TOP > ニュース・特集 > 体内時計が温度に依存しない仕組みを原子レベルで解明
細菌からヒトまでほとんどの生物種には、約24時間の周期で繰り返される体内時計が備わっています。体内時計には、光などの外部環境を遮断しても自律的に約24時間周期で変動する、外部環境の変化に対して同調できるという性質のほか、周期が温度に依存せず常に一定である「温度補償性」という特徴があります。
2009年に理研の研究チームは、哺乳類の体内時計の周期長を決定しているのは、リン酸化酵素カゼインキナーゼⅠδ(CKⅠδ)によるリン酸化反応であることを発見しました。さらに、一般的な生体内の生化学反応は温度が10℃上がると、反応速度は2~3倍速くなるのに対して、CKⅠδによるリン酸化反応は温度に依存せずに一定でした。この結果から、CKⅠδのリン酸化反応と温度補償性との関係性を示しました。しかし、その詳しい反応機構は明らかになっていません。

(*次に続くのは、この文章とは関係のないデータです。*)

//! Per-quarter payment tracking.

use chrono::NaiveDate;
use rust_decimal::Decimal;
use serde::Serialize;
use tax_core::QuarterPeriod;
use thiserror::Error;

/// A quarter counts as due soon within this many days of its due date.
const DUE_SOON_DAYS: i64 = 30;

#[derive(Debug, Error, PartialEq, Eq)]
pub enum TrackerError {
    #[error("no such quarter: {0}")]
    UnknownQuarter(u8),
}

#[derive(Debug, Clone, Copy, PartialEq, Eq, Serialize)]
#[serde(tag = "status", rename_all = "camelCase")]
pub enum QuarterStatus {
    Paid,
    Overdue,
    /// Due today or within the next 30 days.
    DueSoon { days: i64 },
    Upcoming,
}

#[derive(Debug, Clone, PartialEq, Eq, Serialize)]
#[serde(rename_all = "camelCase")]
pub struct TrackedQuarter {
    #[serde(flatten)]
    pub period: QuarterPeriod,
    pub estimated_amount: Decimal,
    pub paid_amount: Decimal,
    pub paid: bool,
}

impl TrackedQuarter {
    pub fn status(
        &self,
        today: NaiveDate,
    ) -> QuarterStatus {
        if self.paid {
            return QuarterStatus::Paid;
        }
        let days = (self.period.due_date - today).num_days();
        if days < 0 {
            QuarterStatus::Overdue
        } else if days <= DUE_SOON_DAYS {
            QuarterStatus::DueSoon { days }
        } else {
            QuarterStatus::Upcoming
        }
    }
}

/// The four quarters of a year with an estimated and a paid amount each.
#[derive(Debug, Clone, PartialEq, Eq, Serialize)]
pub struct PaymentTracker {
    quarters: Vec<TrackedQuarter>,
}

impl PaymentTracker {
    /// Every quarter starts unpaid with `estimated_amount` due.
    pub fn new(
        periods: impl IntoIterator<Item = QuarterPeriod>,
        estimated_amount: Decimal,
    ) -> Self {
        let quarters = periods
            .into_iter()
            .map(|period| TrackedQuarter {
                period,
                estimated_amount,
                paid_amount: Decimal::ZERO,
                paid: false,
            })
            .collect();
        Self { quarters }
    }

    pub fn quarters(&self) -> &[TrackedQuarter] {
        &self.quarters
    }

    fn quarter_mut(
        &mut self,
        quarter: u8,
    ) -> Result<&mut TrackedQuarter, TrackerError> {
        self.quarters
            .iter_mut()
            .find(|q| q.period.quarter == quarter)
            .ok_or(TrackerError::UnknownQuarter(quarter))
    }

    /// Flips the paid flag. A newly paid quarter records its estimated
    /// amount as paid; an unpaid one records 0. Returns the new flag.
    pub fn toggle_paid(
        &mut self,
        quarter: u8,
    ) -> Result<bool, TrackerError> {
        let q = self.quarter_mut(quarter)?;
        q.paid = !q.paid;
        q.paid_amount = if q.paid {
            q.estimated_amount
        } else {
            Decimal::ZERO
        };
        Ok(q.paid)
    }

    /// Sets the estimate for every quarter. Amounts already paid are kept.
    pub fn set_estimated_amount(
        &mut self,
        amount: Decimal,
    ) {
        for q in &mut self.quarters {
            q.estimated_amount = amount;
        }
    }

    pub fn total_estimated(&self) -> Decimal {
        self.quarters.iter().map(|q| q.estimated_amount).sum()
    }

    pub fn total_paid(&self) -> Decimal {
        self.quarters.iter().map(|q| q.paid_amount).sum()
    }

    /// Estimated minus paid. Negative after an overpayment.
    pub fn remaining(&self) -> Decimal {
        self.total_estimated() - self.total_paid()
    }

    pub fn status(
        &self,
        quarter: u8,
        today: NaiveDate,
    ) -> Result<QuarterStatus, TrackerError> {
        self.quarters
            .iter()
            .find(|q| q.period.quarter == quarter)
            .map(|q| q.status(today))
            .ok_or(TrackerError::UnknownQuarter(quarter))
    }
}
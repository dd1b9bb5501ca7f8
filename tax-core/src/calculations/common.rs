//! Decimal helpers shared by the calculations and by presentation code.
//!
//! The engine itself never rounds; rounding to cents happens only when a
//! value is formatted for people.

use rust_decimal::{Decimal, RoundingStrategy};

/// Rounds to two decimal places, midpoint away from zero.
///
/// # Examples
///
/// ```
/// use rust_decimal_macros::dec;
/// use tax_core::calculations::common::round_half_up;
///
/// assert_eq!(round_half_up(dec!(7064.775)), dec!(7064.78));
/// assert_eq!(round_half_up(dec!(-2.345)), dec!(-2.35));
/// ```
pub fn round_half_up(value: Decimal) -> Decimal {
    value.round_dp_with_strategy(2, RoundingStrategy::MidpointAwayFromZero)
}

/// Returns `value`, or zero when `value` is negative.
///
/// # Examples
///
/// ```
/// use rust_decimal_macros::dec;
/// use tax_core::calculations::common::floor_at_zero;
///
/// assert_eq!(floor_at_zero(dec!(-12.50)), dec!(0));
/// assert_eq!(floor_at_zero(dec!(12.50)), dec!(12.50));
/// ```
pub fn floor_at_zero(value: Decimal) -> Decimal {
    if value > Decimal::ZERO {
        value
    } else {
        Decimal::ZERO
    }
}

fn group_thousands(digits: &str) -> String {
    let mut grouped = String::with_capacity(digits.len() + digits.len() / 3);
    for (i, ch) in digits.chars().enumerate() {
        if i > 0 && (digits.len() - i) % 3 == 0 {
            grouped.push(',');
        }
        grouped.push(ch);
    }
    grouped
}

/// Formats an amount as US dollars with cents, e.g. `$8,341.00`.
///
/// # Examples
///
/// ```
/// use rust_decimal_macros::dec;
/// use tax_core::calculations::common::format_currency;
///
/// assert_eq!(format_currency(dec!(2085.25)), "$2,085.25");
/// assert_eq!(format_currency(dec!(-1234.5)), "-$1,234.50");
/// ```
pub fn format_currency(value: Decimal) -> String {
    let rounded = round_half_up(value);
    let sign = if rounded < Decimal::ZERO { "-" } else { "" };
    let text = format!("{:.2}", rounded.abs());
    let (whole, cents) = text.split_once('.').unwrap_or((text.as_str(), "00"));
    format!("{sign}${}.{cents}", group_thousands(whole))
}

/// Formats an amount as whole US dollars, e.g. `$11,600`.
pub fn format_dollars(value: Decimal) -> String {
    let rounded = value.round_dp_with_strategy(0, RoundingStrategy::MidpointAwayFromZero);
    let sign = if rounded < Decimal::ZERO { "-" } else { "" };
    let whole = rounded.abs().trunc().normalize().to_string();
    format!("{sign}${}", group_thousands(&whole))
}

/// Formats a fractional rate as a percentage, e.g. `0.22` as `22%`.
pub fn format_percent(rate: Decimal) -> String {
    let percent = (rate * Decimal::ONE_HUNDRED)
        .round_dp_with_strategy(2, RoundingStrategy::MidpointAwayFromZero)
        .normalize();
    format!("{percent}%")
}

#[cfg(test)]
mod tests {
    use pretty_assertions::assert_eq;
    use rust_decimal_macros::dec;

    use super::*;

    // =========================================================================
    // round_half_up tests
    // =========================================================================

    #[test]
    fn round_half_up_rounds_down_below_midpoint() {
        assert_eq!(round_half_up(dec!(3532.3875)), dec!(3532.39));
        assert_eq!(round_half_up(dec!(123.454)), dec!(123.45));
    }

    #[test]
    fn round_half_up_rounds_up_at_midpoint() {
        assert_eq!(round_half_up(dec!(7064.775)), dec!(7064.78));
    }

    #[test]
    fn round_half_up_handles_negative_values() {
        assert_eq!(round_half_up(dec!(-123.455)), dec!(-123.46));
    }

    #[test]
    fn round_half_up_preserves_already_rounded_values() {
        assert_eq!(round_half_up(dec!(2085.25)), dec!(2085.25));
    }

    // =========================================================================
    // floor_at_zero tests
    // =========================================================================

    #[test]
    fn floor_at_zero_keeps_positive_values() {
        assert_eq!(floor_at_zero(dec!(0.01)), dec!(0.01));
    }

    #[test]
    fn floor_at_zero_clamps_negative_values() {
        assert_eq!(floor_at_zero(dec!(-500)), dec!(0));
    }

    #[test]
    fn floor_at_zero_handles_zero() {
        assert_eq!(floor_at_zero(dec!(0)), dec!(0));
    }

    // =========================================================================
    // formatting tests
    // =========================================================================

    #[test]
    fn format_currency_groups_thousands() {
        assert_eq!(format_currency(dec!(1234567.891)), "$1,234,567.89");
        assert_eq!(format_currency(dec!(8341)), "$8,341.00");
        assert_eq!(format_currency(dec!(100)), "$100.00");
    }

    #[test]
    fn format_currency_small_and_zero_values() {
        assert_eq!(format_currency(dec!(0)), "$0.00");
        assert_eq!(format_currency(dec!(0.005)), "$0.01");
        assert_eq!(format_currency(dec!(-0.001)), "$0.00");
    }

    #[test]
    fn format_currency_negative_values() {
        assert_eq!(format_currency(dec!(-659)), "-$659.00");
    }

    #[test]
    fn format_dollars_drops_cents() {
        assert_eq!(format_dollars(dec!(11600)), "$11,600");
        assert_eq!(format_dollars(dec!(609350.00)), "$609,350");
        assert_eq!(format_dollars(dec!(0)), "$0");
        assert_eq!(format_dollars(dec!(999.5)), "$1,000");
    }

    #[test]
    fn format_percent_whole_and_fractional_rates() {
        assert_eq!(format_percent(dec!(0.22)), "22%");
        assert_eq!(format_percent(dec!(0.153)), "15.3%");
        assert_eq!(format_percent(dec!(0)), "0%");
        assert_eq!(format_percent(dec!(0.111213333)), "11.12%");
    }
}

今回、理研を中心とする共同研究グループは、生化学実験と実験データに基づいた数理モデルにより、「CKⅠδ-ATP複合体と基質との結合が高温で弱くなること」と「CKⅠδ-ADP複合体と生成物との結合が高温で強くなること」の二つの結合メカニズムが、高温に伴う反応速度の上昇にブレーキをかけ、その結果として、温度に依存しないリン酸化反応を実現していることを解明しました(図参照)。また、アウリントリカルボン酸という低分子化合物とCKⅠδ変異体による遺伝学的アプローチによる検証実験を行い、温度補償性には温度依存的な生成物結合が重要であることが分かりました。さらに、ヒト由来の温度依存的なリン酸化酵素TTBK1にCKⅠファミリー固有の領域を挿入することで、温度に依存しないリン酸化反応を「創る」ことに成功しました。
本成果は、約60年間にわたって謎とされてきた温度補償性の分子機構を明らかにしたもので、体内時計研究を大きく進展させるものです。また、本研究で発見した低分子化合物や、体内時計の周期を短くするCKⅠδ変異体は、概日リズム睡眠障害などのメカニズムの解明や薬剤による治療法の開発にも貢献すると期待できます。